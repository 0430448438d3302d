use axum::{
    Json,
    extract::{Query, State},
};
use serde::{Deserialize, Serialize};

use crate::AnidexError;
use crate::middleware::auth::{MaybeUser, RequireUser};
use crate::router::AnidexState;
use crate::service::recommend::Recommendation;
use crate::service::title_extractor;

#[derive(Debug, Deserialize)]
pub struct RecommendRequest {
    pub query: String,
}

#[derive(Debug, Default, Deserialize)]
#[serde(default)]
pub struct SuggestQuery {
    pub q: String,
}

#[derive(Debug, Serialize)]
pub struct QueryList {
    pub queries: Vec<String>,
}

#[derive(Debug, Serialize)]
pub struct LuckyQuery {
    pub query: &'static str,
}

/// POST /api/recommend {"query": "..."}
pub async fn recommend(
    State(state): State<AnidexState>,
    MaybeUser(user): MaybeUser,
    Json(req): Json<RecommendRequest>,
) -> Result<Json<Recommendation>, AnidexError> {
    let user_key = user.as_ref().map(|u| u.email.as_str());
    Ok(Json(state.recommend.recommend(&req.query, user_key).await?))
}

pub async fn suggestions(Query(query): Query<SuggestQuery>) -> Json<QueryList> {
    let queries = title_extractor::suggestions(&query.q)
        .into_iter()
        .map(str::to_string)
        .collect();
    Json(QueryList { queries })
}

pub async fn lucky() -> Json<LuckyQuery> {
    Json(LuckyQuery {
        query: title_extractor::random_query(),
    })
}

/// GET /api/recommend/history -> the caller's recent queries, newest first.
pub async fn history(
    State(state): State<AnidexState>,
    user: RequireUser,
) -> Result<Json<QueryList>, AnidexError> {
    let queries = state.recommend.history(&user.email).await?;
    Ok(Json(QueryList { queries }))
}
◇ ◇ ◇ ◇
ASSIGNMENT
Stop at the line containing "#[derive(Debug, Default, Deserialize)]". Please print exactly every line before it from the start of the records, plus that line itself, and nothing else.

RESPONSE FOR THIS EXERCISE
repository 0430448438d3302d
use axum::{
    Json,
    extract::{Query, State},
};
use serde::{Deserialize, Serialize};

use crate::AnidexError;
use crate::middleware::auth::{MaybeUser, RequireUser};
use crate::router::AnidexState;
use crate::service::recommend::Recommendation;
use crate::service::title_extractor;

#[derive(Debug, Deserialize)]
pub struct RecommendRequest {
    pub query: String,
}

#[derive(Debug, Default, Deserialize)]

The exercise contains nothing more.